That’s the best way to describe Seattle performer Sarah Rudinoff.

On a recent late winter morning, Rudinoff and accompanist Nathan Young stand around a scuffed-up piano in a nondescript rehearsal room in the bowels of the contemporary performance space On the Boards.

Listen to her voice.

With a brief instrumental flourish from Young, Rudinoff launches into a sultry cabaret ballad. Her resonant alto voice doesn’t betray a hint of the cold she’s fighting, or that it’s only 10 in the morning, a most un-cabaret-like time of day.

Rudinoff is at On the Boards to rehearse her newest one-woman show, “NowNowNow.” She calls it a rumination on what it means to be a “three dimensional person in the era of two dimensional” media. This is the third solo autobiographical work Rudinoff has created so far; she’s been writing and refining it for several years.

Rudinoff has wanted to perform ever since her childhood in Hawaii.

“That’s just what I wanted to do,” she reflects. “I always could sing and be funny. But I also wanted to be a serious Shakespearean actor. My mother said, ‘You’re Bette Midler, stop!’”

Rudinoff can present herself in the same brassy, bawdy way as Midler, a fellow Hawaiian. But when she was younger, Rudinoff didn’t appreciate her ability to belt out a song.

“As I got older, I realized there’s nothing wrong in embracing what I naturally do,” she says.
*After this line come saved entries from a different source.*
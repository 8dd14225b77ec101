#![cfg_attr(feature = "fail-on-warnings", deny(warnings))]
#![warn(clippy::all, clippy::pedantic, clippy::nursery, clippy::cargo)]
#![allow(clippy::multiple_crate_versions, clippy::cargo_common_metadata)]

//! Block-group boundary storage in `DuckDB`.
//!
//! Stores census block-group polygons with their `GeoJSON` geometry as
//! plain TEXT (no spatial extension required; the spatial index lives
//! in memory, see `census_map_spatial`). The boundaries `DuckDB` lives
//! at `data/shared/boundaries.duckdb` by default.

pub mod ingest;
pub mod paths;

use std::path::Path;

use duckdb::Connection;
use thiserror::Error;

/// Errors from boundary store operations.
#[derive(Debug, Error)]
pub enum DbError {
    /// `DuckDB` operation failed.
    #[error("Database error: {0}")]
    Duck(#[from] duckdb::Error),

    /// Filesystem operation failed.
    #[error("I/O error: {0}")]
    Io(#[from] std::io::Error),

    /// `GeoJSON` payload was not the expected shape.
    #[error("Invalid GeoJSON: {message}")]
    InvalidGeoJson {
        /// Description of what went wrong.
        message: String,
    },
}

/// Opens (or creates) the boundaries `DuckDB` and ensures schema exists.
///
/// # Errors
///
/// Returns [`DbError`] if the connection or schema creation fails.
pub fn open(path: &Path) -> Result<Connection, DbError> {
    if let Some(parent) = path.parent() {
        paths::ensure_dir(parent)?;
    }

    let conn = Connection::open(path)?;

    conn.execute_batch("SET threads = 4; SET memory_limit = '512MB';")?;

    create_schema(&conn)?;

    Ok(conn)
}

/// Opens an in-memory boundaries database with the schema applied.
///
/// # Errors
///
/// Returns [`DbError`] if the connection or schema creation fails.
pub fn open_in_memory() -> Result<Connection, DbError> {
    let conn = Connection::open_in_memory()?;
    create_schema(&conn)?;
    Ok(conn)
}

/// Opens the boundaries DB at the default path.
///
/// # Errors
///
/// Returns [`DbError`] if the connection or schema creation fails.
pub fn open_default() -> Result<Connection, DbError> {
    open(&paths::boundaries_db_path())
}

fn create_schema(conn: &Connection) -> Result<(), DbError> {
    conn.execute_batch(
        "CREATE TABLE IF NOT EXISTS block_groups (
            geoidfq TEXT PRIMARY KEY,
            geoid TEXT,
            state_fips TEXT,
            name TEXT,
            land_area_sq_m DOUBLE,
            water_area_sq_m DOUBLE,
            boundary_geojson TEXT
        );",
    )?;

    Ok(())
}
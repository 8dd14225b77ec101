#![cfg_attr(feature = "fail-on-warnings", deny(warnings))]
#![warn(clippy::all, clippy::pedantic, clippy::nursery, clippy::cargo)]
#![allow(clippy::multiple_crate_versions, clippy::cargo_common_metadata)]

//! In-memory spatial gateway over the block-group boundary store.
//!
//! Loads block-group polygons from `DuckDB` at startup, builds an
//! R-tree spatial index, and answers polygon-intersection queries for
//! the overlap engine: given a query circle (as a WGS84 multipolygon),
//! return every block group whose boundary intersects it.

use census_map_models::GeographyUnit;
use geo::{Intersects, MultiPolygon};
use geojson::GeoJson;
use rstar::{AABB, RTree, RTreeObject};
use thiserror::Error;

/// Errors from geometry store operations.
#[derive(Debug, Error)]
pub enum StoreError {
    /// The backing store could not be queried.
    #[error("Store unavailable: {0}")]
    Unavailable(#[from] duckdb::Error),
}

/// A block-group polygon stored in the R-tree with its attributes.
struct StoreEntry {
    unit: GeographyUnit,
    envelope: AABB<[f64; 2]>,
}

impl RTreeObject for StoreEntry {
    type Envelope = AABB<[f64; 2]>;

    fn envelope(&self) -> Self::Envelope {
        self.envelope
    }
}

/// Pre-built spatial index over block-group boundaries.
///
/// Constructed once per process from an opened boundaries `DuckDB`
/// connection and shared across all queries.
pub struct GeometryStore {
    tree: RTree<StoreEntry>,
}

impl GeometryStore {
    /// Loads block groups from the boundaries `DuckDB` and builds the
    /// R-tree index.
    ///
    /// Rows with unparseable geometry are skipped with a warning; they
    /// can never contribute a nonzero overlap.
    ///
    /// # Errors
    ///
    /// Returns [`StoreError::Unavailable`] if the database query fails.
    pub fn load(conn: &duckdb::Connection) -> Result<Self, StoreError> {
        let mut stmt = conn.prepare(
            "SELECT geoidfq, geoid, state_fips, name, land_area_sq_m, water_area_sq_m, \
                    boundary_geojson \
             FROM block_groups WHERE boundary_geojson IS NOT NULL",
        )?;
        let mut rows = stmt.query([])?;
        let mut entries = Vec::new();

        while let Some(row) = rows.next()? {
            let geoidfq: String = row.get(0)?;
            let geoid: Option<String> = row.get(1)?;
            let state_fips: Option<String> = row.get(2)?;
            let name: Option<String> = row.get(3)?;
            let land_area_sq_m: Option<f64> = row.get(4)?;
            let water_area_sq_m: Option<f64> = row.get(5)?;
            let geojson_str: String = row.get(6)?;

            if geoidfq.is_empty() || geojson_str.is_empty() {
                continue;
            }

            let Some(geometry) = parse_geojson_to_multipolygon(&geojson_str) else {
                log::warn!("Failed to parse GeoJSON for block group {geoidfq}");
                continue;
            };

            let envelope = compute_envelope(&geometry);

            entries.push(StoreEntry {
                unit: GeographyUnit {
                    geoidfq,
                    geoid,
                    state_fips,
                    name,
                    land_area_sq_m,
                    water_area_sq_m,
                    geometry,
                },
                envelope,
            });
        }

        log::info!("Loaded {} block groups into spatial index", entries.len());

        Ok(Self {
            tree: RTree::bulk_load(entries),
        })
    }

    /// Number of indexed block groups.
    #[must_use]
    pub fn len(&self) -> usize {
        self.tree.size()
    }

    /// Whether the index holds no block groups.
    #[must_use]
    pub fn is_empty(&self) -> bool {
        self.tree.size() == 0
    }

    /// Returns every block group whose boundary intersects the query
    /// geometry (WGS84 lon/lat coordinates).
    ///
    /// Envelope pre-filter via the R-tree, then an exact intersection
    /// predicate. An empty result is a valid outcome, not an error.
    #[must_use]
    pub fn find_intersecting(&self, query: &MultiPolygon<f64>) -> Vec<GeographyUnit> {
        let query_env = compute_envelope(query);

        let mut matches: Vec<GeographyUnit> = self
            .tree
            .locate_in_envelope_intersecting(&query_env)
            .filter(|entry| entry.unit.geometry.intersects(query))
            .map(|entry| entry.unit.clone())
            .collect();

        // R-tree iteration order is not deterministic; keep results
        // stable for idempotent aggregation runs.
        matches.sort_by(|a, b| a.geoidfq.cmp(&b.geoidfq));

        matches
    }
}

/// Parse a `GeoJSON` string into a [`MultiPolygon`].
/// Handles both `Polygon` and `MultiPolygon` geometry types.
fn parse_geojson_to_multipolygon(geojson_str: &str) -> Option<MultiPolygon<f64>> {
    let geojson: GeoJson = geojson_str.parse().ok()?;
    if let GeoJson::Geometry(geom) = geojson {
        let geo_geom: geo::Geometry<f64> = geom.try_into().ok()?;
        match geo_geom {
            geo::Geometry::MultiPolygon(mp) => Some(mp),
            geo::Geometry::Polygon(p) => Some(MultiPolygon(vec![p])),
            _ => None,
        }
    } else {
        None
    }
}

/// Compute the bounding box envelope for a [`MultiPolygon`].
fn compute_envelope(mp: &MultiPolygon<f64>) -> AABB<[f64; 2]> {
    use geo::BoundingRect;

    mp.bounding_rect().map_or_else(
        || AABB::from_point([0.0, 0.0]),
        |rect| AABB::from_corners([rect.min().x, rect.min().y], [rect.max().x, rect.max().y]),
    )
}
Which is why she decided in her 20s to move to New York to try to make it in musical theater.

Ultimately, Rudinoff decided a personal life was just as important as her professional ambitions. She moved back to Seattle to be near her friends and closer to her family in Hawaii.

It turns out Seattle was the perfect place for Rudinoff to develop her artistic passions.

“Because you can’t make a full-time living here, people have to broaden what they do,” Rudinoff explains. “There’s a lot more cross section of artists working together.”

Dancers collaborate with dramatic actors; rock musicians sing with musical theater artists. Rudinoff did all that and more.

Several years ago, Rudinoff was recognized for her talents with a Genius award from the weekly alternative paper, The Stranger. It came with a $5,000 prize.

Although it wasn't enough money for Rudinoff  to quit her day job selling real estate, it did raise her mainstream profile.

These days you'll find her performing in venues across the city. Earlier this winter, Rudinoff was featured in the 5th Avenue Theater’s successful production of the musical comedy, “How to Succeed in Business Without Really Trying.” After a two-week run of her solo work, “NowNowNow,” Rudinoff says she’ll return to a musical piece later this spring. She says it features songs by Led Zeppelin.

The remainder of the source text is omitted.